A brief history of the founding in Canada

The Independent Order of Oddfellows and Rebecca's have always been a central point to Canada's history, in particular, Transcona. The Oddfellow's were established on August 10, 1843, twenty-four years following the founding of the American Order. Many of the members at the time were prominent elected members of parliament in their home province/state/country. The lodges became private clubs where members could socialise. The members were able to escape from their "daily hectic parliamentary lifestyle to enjoy some private male activities".

Transcona Silver Jubilee, 1936

There was once an Oddfellow's club here in Transcona. In the Transcona Silver Jubilee book, it states, "Transcona Lodge No. 81, I.O.O.F. has grown up with the Town of Transcona, having being instituted May 31st, 1911".

As of 1936, the following held positions within the club:

  • W.J. Crittenden as Noble Grand

  • Thos. Acres as Vice Grand

  • John McGeachan as Junior Past Grand

  • W.T. Fuller as Past Grand Master

  • WM. Emslie as Financial Secretary

  • Robt. Angus as Recording Secretary

  • John Fraser as Treasurer

The Transcona Museum has no further information on the Oddfellow's and their existence in Transcona.


The Rebekah's history

"In 1850, Schuyler Colfax was tasked to write a Degree for women. The Rebekah Lodges were founded on September 20, 1851, when, after considerable debate, the Sovereign Grand Lodge of the Independent Order of Odd Fellows voted to adopt the Rebekah Degree, largely due to the efforts of an Odd Fellow named Schuyler Colfax, U.S. Vice President from 1869 to 1873. The first Rebekah Degrees were honorary awards only, conferred on wives and daughters of Odd Fellows at special Lodge meetings, and recipients were known as 'Daughters of Rebekah'.The name is taken from the Biblical character of Rebekah".

"These early Daughters of Rebekah had no lodge system of their own, and operated in an informal and local manner. On September 25, 1868, the IOOF voted to establish Degree Lodges of the Daughters of Rebekah, mirroring the existing arrangements for their male counterparts. The Daughters were given the right to elect their own officers, charge for initiation fees, collect dues and undertake charitable and benevolent activities. The name was changed to 'Degree of Rebekah' in 1874".

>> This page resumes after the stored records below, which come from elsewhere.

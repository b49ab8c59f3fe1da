//! Declaration model for parameterized fixtures.
//!
//! A fixture declaration carries the raw, ordered argument list supplied at
//! the declaration site, plus skip metadata and a human description. The
//! argument list may mix type selectors (for generic instantiation) with
//! plain constructor values; the split between the two is derived lazily on
//! first read and memoized, with an explicit override for declaration sites
//! where automatic inference is undesired.

use serde::{Deserialize, Serialize};

use crate::properties::PropertyStore;
use crate::value::Value;

/// A tagged value naming a type to instantiate a generic fixture with.
///
/// Selectors are ordinary data, not runtime type inspection: recognizing one
/// is a variant check, never a downcast.
#[derive(Debug, Clone, PartialEq, Eq, Serialize, Deserialize)]
pub struct TypeSelector {
    #[serde(rename = "type")]
    pub name: String,
}

impl TypeSelector {
    pub fn new(name: impl Into<String>) -> Self {
        Self { name: name.into() }
    }
}

/// One declared fixture argument: either a type selector or a plain value.
///
/// In manifest form a selector is written as a `{ type: Name }` map and a
/// value as its plain scalar or sequence form.
#[derive(Debug, Clone, PartialEq, Serialize, Deserialize)]
#[serde(untagged)]
pub enum FixtureArg {
    Selector(TypeSelector),
    Value(Value),
}

impl FixtureArg {
    pub fn is_selector(&self) -> bool {
        matches!(self, FixtureArg::Selector(_))
    }

    pub fn as_selector(&self) -> Option<&TypeSelector> {
        match self {
            FixtureArg::Selector(selector) => Some(selector),
            FixtureArg::Value(_) => None,
        }
    }

    pub fn as_value(&self) -> Option<&Value> {
        match self {
            FixtureArg::Selector(_) => None,
            FixtureArg::Value(value) => Some(value),
        }
    }
}

impl From<TypeSelector> for FixtureArg {
    fn from(selector: TypeSelector) -> Self {
        FixtureArg::Selector(selector)
    }
}

impl From<Value> for FixtureArg {
    fn from(value: Value) -> Self {
        FixtureArg::Value(value)
    }
}

/// The memoized outcome of splitting a raw argument list.
///
/// `None` on the declaration means the split has not run yet; `Some` means it
/// has run (or was overridden) and will not run again.
#[derive(Debug, Clone)]
struct Partitioned {
    type_args: Vec<TypeSelector>,
    constructor_args: Vec<FixtureArg>,
}

/// A parameterized fixture declaration.
///
/// Populated once at the declaration site, then read by whatever instantiates
/// the fixture. The lazy getters take `&mut self`: the split mutates the
/// memo, and exclusive access is the caller's responsibility.
///
/// ```rust
/// use trellis::{FixtureArg, FixtureDeclaration, TypeSelector, Value};
///
/// let mut decl = FixtureDeclaration::new(vec![
///     TypeSelector::new("Int").into(),
///     Value::Number(5.0).into(),
/// ]);
/// assert_eq!(decl.type_args(), [TypeSelector::new("Int")]);
/// assert_eq!(decl.constructor_args(), [FixtureArg::Value(Value::Number(5.0))]);
/// ```
#[derive(Debug, Clone, Default)]
pub struct FixtureDeclaration {
    raw: Vec<FixtureArg>,
    partition: Option<Partitioned>,
    description: Option<String>,
    ignore_reason: Option<String>,
    ignored: bool,
}

impl FixtureDeclaration {
    /// Creates a declaration from the raw argument list supplied at the
    /// declaration site. A declaration with no arguments is `Self::default()`.
    ///
    /// No splitting happens here; it runs on the first read of
    /// [`type_args`](Self::type_args) or
    /// [`constructor_args`](Self::constructor_args).
    pub fn new(raw: Vec<FixtureArg>) -> Self {
        Self {
            raw,
            ..Self::default()
        }
    }

    /// The arguments exactly as declared, selectors and values interleaved.
    pub fn raw_args(&self) -> &[FixtureArg] {
        &self.raw
    }

    /// The leading run of type selectors, derived on first read.
    pub fn type_args(&mut self) -> &[TypeSelector] {
        &self.partitioned().type_args
    }

    /// The arguments remaining after the type-selector prefix, derived on
    /// first read. A selector that appears after a plain value stays here.
    pub fn constructor_args(&mut self) -> &[FixtureArg] {
        &self.partitioned().constructor_args
    }

    /// Replaces the derived type arguments and marks the split as already
    /// done. The raw and constructor argument lists are left exactly as they
    /// were at the time of the call; a caller overriding the split owns the
    /// consistency of the result.
    pub fn set_type_args(&mut self, type_args: Vec<TypeSelector>) {
        let constructor_args = match self.partition.take() {
            Some(partitioned) => partitioned.constructor_args,
            None => self.raw.clone(),
        };
        self.partition = Some(Partitioned {
            type_args,
            constructor_args,
        });
    }

    pub fn description(&self) -> Option<&str> {
        self.description.as_deref()
    }

    pub fn set_description(&mut self, text: impl Into<String>) {
        self.description = Some(text.into());
    }

    /// Whether the fixture should be skipped by the instantiation engine.
    pub fn is_ignored(&self) -> bool {
        self.ignored
    }

    /// Sets the skip flag directly, leaving any recorded reason in place.
    pub fn set_ignored(&mut self, ignored: bool) {
        self.ignored = ignored;
    }

    pub fn ignore_reason(&self) -> Option<&str> {
        self.ignore_reason.as_deref()
    }

    /// Records why the fixture is skipped. A non-empty reason marks the
    /// fixture ignored; an empty or absent one clears the flag.
    pub fn set_ignore_reason(&mut self, reason: Option<String>) {
        self.ignored = reason.as_deref().is_some_and(|r| !r.is_empty());
        self.ignore_reason = reason;
    }

    /// Copies the description into `properties` under `key`, only if the
    /// store does not already hold that key and a description exists.
    /// Repeated calls have no further effect after the first write.
    pub fn apply_description<P: PropertyStore + ?Sized>(&self, properties: &mut P, key: &str) {
        if properties.contains(key) {
            return;
        }
        if let Some(text) = self.description.as_deref() {
            properties.set(key, Value::String(text.to_owned()));
        }
    }

    /// Splits the raw list on first call; later calls return the memo.
    ///
    /// The split is a single left-to-right scan: the maximal prefix of type
    /// selectors becomes the type arguments, the suffix becomes the
    /// constructor arguments, and their concatenation is the raw list.
    fn partitioned(&mut self) -> &Partitioned {
        let raw = &self.raw;
        self.partition.get_or_insert_with(|| {
            let split = raw.iter().take_while(|arg| arg.is_selector()).count();
            Partitioned {
                type_args: raw[..split]
                    .iter()
                    .filter_map(FixtureArg::as_selector)
                    .cloned()
                    .collect(),
                constructor_args: raw[split..].to_vec(),
            }
        })
    }
}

Transcona's Silver Jubilee, 1936

Confidence No. 40 Rebekah club was instituted on March 24, 1913 in Transcona with the following founding members:

  • Alice Tulford

  • Lulu Brinst

  • Gertrude Watt

  • Isbell Armstrong

  • Francis Maxwell

  • Bros. S. Dunett

  • A. R. Lyon

  • G.W. Purvis

During World War 1 (1914-1918), the club was dormant for 2 years to allow members to serve, or their husbands to serve. When the club was revived again in 1918, an M. Sommerville was elected Noble Grand.

According to the Transcona Silver Jubilee book , in 1925, Confidence no. 40 competed in Portland, Oregon with 1,100 other degree staff. Confidence brought home the silver shield. The club competed with Bro. W. Fuller, P.G.M., as their degree captain.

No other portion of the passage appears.